Effect of ranolazine on atrial fibrillation in patients with non-ST elevation acute coronary syndromes: Observations from the MERLIN-TIMI 36 trial

Abstract

Aims To determine the effect of ranolazine, an anti-ischaemic agent with anti-arrhythmic properties, on the overall burden of atrial fibrillation (AF) in acute coronary syndromes (ACS) and determine whether ranolazine reduces the long-term incidence of clinical AF after ACS. Methods and results MERLIN-TIMI 36 randomized patients with non-ST elevation ACS to ranolazine or placebo.

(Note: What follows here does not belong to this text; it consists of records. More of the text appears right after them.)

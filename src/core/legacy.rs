//! Legacy vs. modern invocation of procflow leaves
//!
//! Older releases launched workflows through dedicated top-level programs
//! (`run_procflow`, `data_fusion_procflow`) that took the procflow name as
//! `--procflow`. The modern form names the procflow as a sub-command
//! (`geoips run single_source`). Both forms reach the same leaf, so a missing
//! `--procflow` means different things depending on how the leaf was reached.

use crate::core::error::CliError;
use crate::core::resolved::{ArgValue, ResolvedArgs};

/// How the current invocation entered the program
#[derive(Debug, Clone, PartialEq, Eq)]
pub enum InvocationChannel {
    /// `geoips <command> ...`
    Modern,
    /// A deprecated top-level entry point such as `run_procflow`
    Legacy { entry_point: String },
}

impl InvocationChannel {
    pub fn legacy(entry_point: impl Into<String>) -> Self {
        InvocationChannel::Legacy {
            entry_point: entry_point.into(),
        }
    }

    pub fn is_legacy(&self) -> bool {
        matches!(self, InvocationChannel::Legacy { .. })
    }
}

/// How one legacy-capable leaf fills in its procflow field
#[derive(Debug, Clone, PartialEq, Eq)]
pub struct ProcflowPolicy {
    field: String,
    default: String,
    legacy_entry: String,
    modern_form: String,
}

impl ProcflowPolicy {
    /// `field` is the argument name, `default` the value used for the modern
    /// form (normally the leaf's own name), `legacy_entry` the deprecated
    /// program named in errors and `modern_form` the replacement to suggest.
    pub fn new(
        field: impl Into<String>,
        default: impl Into<String>,
        legacy_entry: impl Into<String>,
        modern_form: impl Into<String>,
    ) -> Self {
        Self {
            field: field.into(),
            default: default.into(),
            legacy_entry: legacy_entry.into(),
            modern_form: modern_form.into(),
        }
    }

    pub fn field(&self) -> &str {
        &self.field
    }

    pub fn default_value(&self) -> &str {
        &self.default
    }

    pub fn legacy_entry(&self) -> &str {
        &self.legacy_entry
    }

    pub fn modern_form(&self) -> &str {
        &self.modern_form
    }

    /// Settle the procflow field for this invocation
    ///
    /// A supplied value is kept as is. Without one, the legacy channel is an
    /// error and the modern channel falls back to the sub-command's name.
    pub fn resolve(
        &self,
        args: ResolvedArgs,
        channel: &InvocationChannel,
        usage: &str,
    ) -> Result<ResolvedArgs, CliError> {
        if args.is_set(&self.field) {
            return Ok(args);
        }

        match channel {
            InvocationChannel::Legacy { entry_point } => {
                tracing::debug!(%entry_point, field = %self.field, "legacy call without procflow");
                Err(CliError::LegacyAmbiguity {
                    entry_point: self.legacy_entry.clone(),
                    field: self.field.clone(),
                    modern_form: self.modern_form.clone(),
                    usage: usage.to_string(),
                })
            }
            InvocationChannel::Modern => {
                tracing::debug!(
                    field = %self.field,
                    value = %self.default,
                    "procflow taken from sub-command"
                );
                Ok(args.with_derived(&self.field, ArgValue::Single(self.default.clone())))
            }
        }
    }
}

#[cfg(test)]
mod tests {
    use super::*;
    use std::collections::{BTreeMap, BTreeSet};

    fn policy() -> ProcflowPolicy {
        ProcflowPolicy::new(
            "procflow",
            "single_source",
            "run_procflow",
            "geoips run <procflow_name>",
        )
    }

    fn args_with(procflow: Option<&str>) -> ResolvedArgs {
        let mut values = BTreeMap::new();
        let mut supplied = BTreeSet::new();
        match procflow {
            Some(name) => {
                values.insert("procflow".to_string(), ArgValue::Single(name.to_string()));
                supplied.insert("procflow".to_string());
            }
            None => {
                values.insert("procflow".to_string(), ArgValue::Unset);
            }
        }
        ResolvedArgs::from_parts(values, supplied)
    }

    #[test]
    fn test_explicit_value_used_verbatim_on_both_channels() {
        for channel in [
            InvocationChannel::Modern,
            InvocationChannel::legacy("run_procflow"),
        ] {
            let resolved = policy()
                .resolve(args_with(Some("config_based")), &channel, "")
                .unwrap();
            assert_eq!(resolved.value("procflow"), Some("config_based"));
        }
    }

    #[test]
    fn test_legacy_channel_without_value_fails() {
        let err = policy()
            .resolve(args_with(None), &InvocationChannel::legacy("run_procflow"), "usage")
            .unwrap_err();
        let text = err.to_string();
        assert!(text.contains("run_procflow"));
        assert!(text.contains("geoips run <procflow_name>"));
        assert!(matches!(err, CliError::LegacyAmbiguity { .. }));
    }

    #[test]
    fn test_modern_channel_defaults_to_subcommand() {
        let resolved = policy()
            .resolve(args_with(None), &InvocationChannel::Modern, "")
            .unwrap();
        assert_eq!(resolved.value("procflow"), Some("single_source"));
        assert!(!resolved.is_supplied("procflow"));
    }
}
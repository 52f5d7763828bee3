//! Deprecated entry point; use `geoips run data_fusion`

use geoips::core::InvocationChannel;
use miette::Result;

fn main() -> Result<()> {
    geoips::cli::install_process_hooks()?;
    let code = geoips::cli::run(
        InvocationChannel::legacy("data_fusion_procflow"),
        std::env::args().skip(1),
    );
    std::process::exit(code)
}
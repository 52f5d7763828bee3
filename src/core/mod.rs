//! Core module - command tree, parser composition and dispatch

pub mod app;
pub mod argument;
pub mod config;
pub mod constraints;
pub mod dispatch;
pub mod error;
pub mod legacy;
pub mod logging;
pub mod node;
pub mod parser;
pub mod resolved;
pub mod resolver;
pub mod scope;

pub use app::{App, Invocation};
pub use argument::{ArgKind, ArgumentSpec};
pub use config::Config;
pub use constraints::{ConstraintRule, ConstraintValidator};
pub use dispatch::{Dispatcher, ValidatedInvocation};
pub use error::{CliError, ConstraintViolation, StructuralError};
pub use legacy::{InvocationChannel, ProcflowPolicy};
pub use node::{CommandNode, CommandTree, LeafFn, NodeKind};
pub use parser::{ComposedParser, ParserTreeBuilder};
pub use resolved::{ArgValue, ResolvedArgs};
pub use resolver::{InvocationResolver, Resolution, ResolvedInvocation};
pub use scope::ArgScope;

Atrial fibrillation episodes detected on continuous electrocardiogram (cECG) monitoring were reviewed in 6351 patients (97% of trial). Atrial fibrillation burden was categorized according to the time in AF: clinically insignificant AF (<0.01% of time), paroxysmal AF (>0.01-98%), or predominantly persistent AF (>98%). Clinical AF events were identified through adverse event reporting for a median 1-year follow-up. Overall, patients assigned to ranolazine had a trend towards fewer episodes of AF [75 (2.4%) vs. 55 (1.7%) patients, P = 0.08] detected on cECG during the first 7 days after randomization. The pattern of new-onset AF differed between ranolazine vs. placebo: clinically insignificant AF (five patients in ranolazine vs. seven in placebo), paroxysmal AF (18 vs. 48 patients), and predominantly chronic AF (28 vs. 20 patients, three-way P < 0.01). Among patients with a paroxysmal AF pattern, the overall burden was lower with ranolazine than with placebo (median 4.4 vs.16.1%, P = 0.015). Over the median 1-year follow-up, fewer patients treated with ranolazine experienced an AF event compared with placebo (2.9 vs. 4.1%, RR 0.71, P = 0.01). Conclusion Ranolazine, an anti-anginal agent with electrophysiological effects, may reduce the frequency of paroxysmal AF in patients with non-ST elevation ACS with a pattern of lower overall AF burden in this group. Ranolazine reduced the overall 1-year incidence of clinical AF events. These atrial-specific anti-arrhythmic properties of ranolazine may be of clinical interest and warrant additional investigation. Clinical trial registration NCT00099788.